Honest people
I haven't written any documents for a long time. Today I will summarize some of my previous experiences on reverse analysis. I am still idle (this article does not contain any new technologies, I just want to sum up the knowledge from all parties and my own experiences, so you don't have to read it ).
I think the essence of software security defense is the struggle between analysis and anti-analysis. No matter how advanced the security technology is, once the intent of the Code is mastered by the analysts, there is no security. For faster analysis programs, you must not only understand a variety of software protection measures, but also have a clearer understanding of reverse analysis technology. The following is a brief introduction to my experience in reverse engineering.
In my opinion, reverse analysis can be divided into three aspects: code structure, data structure, and operation. The following is a detailed description (limited by space, the following is only an outline model, details can be found on the Internet ).

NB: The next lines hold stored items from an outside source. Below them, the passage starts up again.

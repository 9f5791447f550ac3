//! # Messaging Error Types
//!
//! Structured error handling for the transport seam using thiserror
//! instead of `Box<dyn Error>` patterns.

use thiserror::Error;

/// Errors raised at the messaging seam
#[derive(Error, Debug)]
pub enum MessagingError {
    #[error("message is missing required header: {header}")]
    MissingHeader { header: String },

    #[error("message payload serialization error: {message}")]
    PayloadSerialization { message: String },

    #[error("transport send to {destination} failed: {message}")]
    Send {
        destination: String,
        message: String,
    },

    #[error("subscription failed for {subscriber_id}: {message}")]
    Subscription {
        subscriber_id: String,
        message: String,
    },
}

impl MessagingError {
    /// Create a missing header error
    pub fn missing_header(header: impl Into<String>) -> Self {
        Self::MissingHeader {
            header: header.into(),
        }
    }

    /// Create a payload serialization error
    pub fn payload_serialization(message: impl Into<String>) -> Self {
        Self::PayloadSerialization {
            message: message.into(),
        }
    }

    /// Create a transport send error
    pub fn send(destination: impl Into<String>, message: impl Into<String>) -> Self {
        Self::Send {
            destination: destination.into(),
            message: message.into(),
        }
    }

    /// Create a subscription error
    pub fn subscription(subscriber_id: impl Into<String>, message: impl Into<String>) -> Self {
        Self::Subscription {
            subscriber_id: subscriber_id.into(),
            message: message.into(),
        }
    }
}

impl From<serde_json::Error> for MessagingError {
    fn from(err: serde_json::Error) -> Self {
        MessagingError::payload_serialization(err.to_string())
    }
}

/// Result type alias for messaging operations
pub type MessagingResult<T> = Result<T, MessagingError>;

Note: The processing logic of the Debug and Release versions is the same, so there is no special distinction below. However, the implementation method is quite different. I am still exploring many Release version code processing methods, so I will not write it.
I. code structure.
The code structure determines the execution process and data trend of the program. First, understand the code structure of the program, and outline the framework of the entire program. Next we will describe each part. It can effectively improve the reverse speed. Code structure analysis includes the following points:
1. Comparison operation.
A. Comparison of signed numbers.
B. Comparison of unsigned numbers.
C. condition codes (I cannot remember the combination of various condition codes. You can column them into tables for query. Usually, there is not much to use, unless you need to precisely restore the Code ).
2. Condition branch.
A. single branch condition (if ).
B. Double branch condition (if-else ).
C. Switch condition.
D. Combine conditions.
E. Perform pure arithmetic operations to implement logical branches (for more information about condition code judgment after calculation, see the third edition of encryption and decryption ).
F. SETcc ).
G. Conditional transmission command (CMOVcc ).
3. Loop.
A. Execute A loop (do-while) first ).
B. then execute the loop (for/while ).
C. Loop Control and break/continue.
4. functions.
A. Fast identification of function calls and functions.
B. Call conventions.
C. parameter transfer method.
D. Stack balancing.
E. Export and Import functions.
5. code optimization.
A. Code speed optimization.
B. code size optimization.
Ii. data structure.
After the code structure is identified and the entire code framework is outlined, the next step is to identify various data structures in the program. For example, the program is a big tree, and now we have branches. What we need to do is add leaves. The data structure analysis is divided into the following points.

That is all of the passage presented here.